StormaticsStormatics

Understanding PostgreSQL WAL and optimizing it with a dedicated disk

If you manage a PostgreSQL database with heavy write activity, one of the most important components to understand is the Write-Ahead Log (WAL). WAL is the foundation of PostgreSQL’s durability and crash recovery as it records every change before it’s applied to the main data files. But because WAL writes are synchronous and frequent, they can also become a serious performance bottleneck when they share the same disk with regular data I/O.

In this guide, we’ll first break down what WAL is and how it works internally, then walk through the exact steps to move pg_wal to a dedicated disk. You’ll also learn how to validate the setup and roll back safely if needed.

What Exactly is the WAL?

PostgreSQL operates on a simple principle:

No modification to a data file can happen until the logical change describing it has been permanently recorded in the WAL.

WAL is a sequential record of all changes made to the database. It ensures that a record of every change exists on stable storage before the actual data pages on disk are updated.

How  WAL works internally

When we run an insert query, it’s first inserted into the appropriate table page within PostgreSQL’s shared memory area (the buffer pool). This memory page is now “dirty” because it differs from the version on disk.

Before this dirty page can be flushed back to its permanent location on disk, the database engine creates a WAL record. This isn’t the SQL command itself, but a low-level, binary representation of the exact change made. Each WAL record contains:

  • Transaction ID – Which transaction made the change
  • Page information – Which database page was modified
  • Redo information – How to reconstruct the change
  • Undo information – How to reverse the change (for rollbacks)
  • CRC checksum – For detecting corruption

This WAL record is first written to a small, fast area in memory called the WAL Buffer. When a transaction is committed, PostgreSQL ensures the relevant WAL records are physically written to a file in the pg_wal directory. This is the point of durability; the transaction is now safe. Even a sudden power loss cannot erase a committed transaction. Now that the change is permanently logged, the actual dirty data page in memory can be written back to the main data files on disk at a later, more convenient time. 

PostgreSQL manages WAL  through a process called checkpointing.

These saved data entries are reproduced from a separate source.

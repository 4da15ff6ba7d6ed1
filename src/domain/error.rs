use thiserror::Error;

/// Why a transform call had to be aborted.
#[derive(Error, Debug, Clone, PartialEq, Eq)]
pub enum FaultKind {
    #[error("incompatible transformer api version: expected {expected}, got {found}")]
    IncompatibleApiVersion { expected: u32, found: String },

    #[error("transformer response is missing the api version header")]
    MissingApiVersion,

    #[error("malformed transformer response: {0}")]
    MalformedResponse(String),

    #[error("transformer returned {actual} responses for {expected} events")]
    ResponseCountMismatch { expected: usize, actual: usize },

    #[error("transformer returned status code: {status}")]
    RequestFailed { status: u16 },

    #[error("transformer request failed: {0}")]
    Transport(String),

    #[error("transformer request timed out: {0}")]
    TimedOut(String),

    #[error("failed to encode transformer request: {0}")]
    Encoding(String),
}

/// Outcome of a transform call that produced no result.
#[derive(Error, Debug, Clone, PartialEq, Eq)]
pub enum TransformerError {
    /// The caller must not continue with this data. The binary exits on it.
    #[error("irrecoverable {stage} fault calling {url}: {kind}")]
    Irrecoverable {
        stage: String,
        url: String,
        kind: FaultKind,
    },

    #[error("transform call cancelled")]
    Cancelled,
}

impl TransformerError {
    pub fn irrecoverable(stage: impl Into<String>, url: impl Into<String>, kind: FaultKind) -> Self {
        Self::Irrecoverable {
            stage: stage.into(),
            url: url.into(),
            kind,
        }
    }

    pub fn is_irrecoverable(&self) -> bool {
        matches!(self, Self::Irrecoverable { .. })
    }

    pub fn fault_kind(&self) -> Option<&FaultKind> {
        match self {
            Self::Irrecoverable { kind, .. } => Some(kind),
            Self::Cancelled => None,
        }
    }
}
//! Durations are written as whole milliseconds in config files.

use serde::{Deserialize, Deserializer, Serializer};
use std::time::Duration;

pub fn serialize<S>(duration: &Duration, serializer: S) -> Result<S::Ok, S::Error>
where
    S: Serializer,
{
    serializer.serialize_u64(duration.as_millis() as u64)
}

pub fn deserialize<'de, D>(deserializer: D) -> Result<Duration, D::Error>
where
    D: Deserializer<'de>,
{
    let millis = u64::deserialize(deserializer)?;
    Ok(Duration::from_millis(millis))
}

A checkpoint is a moment where all dirty data pages are flushed to disk, ensuring data files are synchronized with the WAL up to a certain point.

Once all the changes in a WAL file have been applied to the data files, that WAL file is no longer needed for crash recovery. Instead of being deleted, its space is recycled for future WAL records. This efficient management prevents the unlimited growth of pg_wal and is a key aspect of PostgreSQL’s maintenance operations.

It’s worth noting that if you enable WAL Archiving for point-in-time recovery (PITR), the files are copied to a designated archive location before being recycled in pg_wal.

How The WAL Creates Disk I/O Pressure

The strain on the disk subsystem comes from two key characteristics of WAL operations:

1. The Requirement for Synchronous Writes

To guarantee durability (the “D” in ACID), a transaction must wait for its WAL records to be physically written and synchronized to disk before it can return a “commit successful” message to the client.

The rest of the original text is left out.